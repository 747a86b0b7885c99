//! Key names and editor commands.
//!
//! Keys are written the CodeMirror way: optional `Ctrl-`, `Alt-`, `Shift-`
//! prefixes followed by a key name (`Tab`, `Enter`, `Space`, `F5`, `a`, `/`).

use crate::error::{FormulaError, Result};
use crossterm::event::{KeyCode, KeyEvent, KeyModifiers};
use std::collections::{BTreeMap, HashMap};
use std::fmt;

/// A key together with its modifiers, normalized so that parsed names and
/// terminal events compare equal.
#[derive(Debug, Clone, Copy, PartialEq, Eq, Hash)]
pub struct KeyChord {
    pub code: KeyCode,
    pub modifiers: KeyModifiers,
}

impl KeyChord {
    pub fn new(code: KeyCode, modifiers: KeyModifiers) -> Self {
        let mut modifiers =
            modifiers & (KeyModifiers::CONTROL | KeyModifiers::ALT | KeyModifiers::SHIFT);
        let chorded = modifiers.intersects(KeyModifiers::CONTROL | KeyModifiers::ALT);
        let code = match code {
            KeyCode::Tab if modifiers.contains(KeyModifiers::SHIFT) => KeyCode::BackTab,
            KeyCode::Char(c) if chorded => KeyCode::Char(c.to_ascii_lowercase()),
            other => other,
        };
        // Shift is already folded into BackTab and into the case of characters.
        if matches!(code, KeyCode::BackTab | KeyCode::Char(_)) {
            modifiers.remove(KeyModifiers::SHIFT);
        }
        Self { code, modifiers }
    }

    /// Parses a key name such as `Ctrl-Space` or `Shift-Tab`.
    pub fn parse(name: &str) -> Result<Self> {
        let mut rest = name.trim();
        let mut modifiers = KeyModifiers::empty();

        loop {
            let Some((prefix, tail)) = rest.split_once('-') else {
                break;
            };
            if tail.is_empty() {
                break;
            }
            match prefix.to_ascii_lowercase().as_str() {
                "ctrl" | "cmd" => modifiers |= KeyModifiers::CONTROL,
                "alt" => modifiers |= KeyModifiers::ALT,
                "shift" => modifiers |= KeyModifiers::SHIFT,
                _ => break,
            }
            rest = tail;
        }

        let code = parse_key_code(rest).ok_or_else(|| {
            FormulaError::construction(format!("Unknown key name '{}'", name))
        })?;
        Ok(Self::new(code, modifiers))
    }

    /// Converts the chord into the event a terminal would deliver.
    pub fn to_event(self) -> KeyEvent {
        KeyEvent::new(self.code, self.modifiers)
    }
}

impl From<&KeyEvent> for KeyChord {
    fn from(event: &KeyEvent) -> Self {
        Self::new(event.code, event.modifiers)
    }
}

impl fmt::Display for KeyChord {
    fn fmt(&self, f: &mut fmt::Formatter<'_>) -> fmt::Result {
        if self.modifiers.contains(KeyModifiers::CONTROL) {
            write!(f, "Ctrl-")?;
        }
        if self.modifiers.contains(KeyModifiers::ALT) {
            write!(f, "Alt-")?;
        }
        if self.modifiers.contains(KeyModifiers::SHIFT) {
            write!(f, "Shift-")?;
        }
        match self.code {
            KeyCode::Char(' ') => write!(f, "Space"),
            KeyCode::Char(c) => write!(f, "{c}"),
            KeyCode::BackTab => write!(f, "Shift-Tab"),
            KeyCode::F(n) => write!(f, "F{n}"),
            KeyCode::Esc => write!(f, "Esc"),
            KeyCode::PageUp => write!(f, "PageUp"),
            KeyCode::PageDown => write!(f, "PageDown"),
            other => write!(f, "{other:?}"),
        }
    }
}

fn parse_key_code(name: &str) -> Option<KeyCode> {
    let lower = name.to_ascii_lowercase();
    if let Some(n) = lower.strip_prefix('f').and_then(|n| n.parse::<u8>().ok()) {
        return (1..=12).contains(&n).then_some(KeyCode::F(n));
    }
    let code = match lower.as_str() {
        "tab" => KeyCode::Tab,
        "enter" | "return" => KeyCode::Enter,
        "esc" | "escape" => KeyCode::Esc,
        "backspace" => KeyCode::Backspace,
        "delete" | "del" => KeyCode::Delete,
        "up" => KeyCode::Up,
        "down" => KeyCode::Down,
        "left" => KeyCode::Left,
        "right" => KeyCode::Right,
        "home" => KeyCode::Home,
        "end" => KeyCode::End,
        "pageup" => KeyCode::PageUp,
        "pagedown" => KeyCode::PageDown,
        "space" => KeyCode::Char(' '),
        _ => {
            let mut chars = name.chars();
            match (chars.next(), chars.next()) {
                (Some(c), None) => KeyCode::Char(c),
                _ => return None,
            }
        }
    };
    Some(code)
}

/// Commands that can be bound in `extra_keys`.
#[derive(Debug, Clone, Copy, PartialEq, Eq)]
pub enum Command {
    /// Show the hint popup.
    Autocomplete,
    /// Insert a tab (or indent unit of spaces).
    InsertTab,
    /// Indent the cursor line by one unit.
    IndentMore,
    /// Remove one indent unit from the cursor line.
    IndentLess,
    /// Insert a newline followed by indentation.
    NewlineAndIndent,
    GoDocStart,
    GoDocEnd,
    DeleteLine,
}

impl Command {
    const NAMES: [(Command, &'static str); 8] = [
        (Command::Autocomplete, "autocomplete"),
        (Command::InsertTab, "insertTab"),
        (Command::IndentMore, "indentMore"),
        (Command::IndentLess, "indentLess"),
        (Command::NewlineAndIndent, "newlineAndIndent"),
        (Command::GoDocStart, "goDocStart"),
        (Command::GoDocEnd, "goDocEnd"),
        (Command::DeleteLine, "deleteLine"),
    ];

    pub fn from_name(name: &str) -> Result<Self> {
        Self::NAMES
            .iter()
            .find(|(_, n)| *n == name)
            .map(|(command, _)| *command)
            .ok_or_else(|| FormulaError::construction(format!("Unknown command '{}'", name)))
    }

    pub fn name(&self) -> &'static str {
        Self::NAMES
            .iter()
            .find(|(command, _)| command == self)
            .map(|(_, n)| *n)
            .unwrap_or("unknown")
    }
}

/// Extra key bindings consulted before the default key handling.
#[derive(Debug, Clone, Default)]
pub struct KeyMap {
    bindings: HashMap<KeyChord, Command>,
}

impl KeyMap {
    /// Builds a key map from `key name -> command name` pairs.
    pub fn from_names(names: &BTreeMap<String, String>) -> Result<Self> {
        let bindings = names
            .iter()
            .map(|(key, command)| Ok((KeyChord::parse(key)?, Command::from_name(command)?)))
            .collect::<Result<HashMap<_, _>>>()?;
        Ok(Self { bindings })
    }

    pub fn command_for(&self, event: &KeyEvent) -> Option<Command> {
        self.bindings.get(&KeyChord::from(event)).copied()
    }

    pub fn len(&self) -> usize {
        self.bindings.len()
    }

    pub fn is_empty(&self) -> bool {
        self.bindings.is_empty()
    }
}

> _PROBLEM DETAILS_
Reproduce each line from the listing above that includes the word "derive".

> _ANSWER SPACE_
#[derive(Debug, Clone, Copy, PartialEq, Eq, Hash)]
#[derive(Debug, Clone, Copy, PartialEq, Eq)]
#[derive(Debug, Clone, Default)]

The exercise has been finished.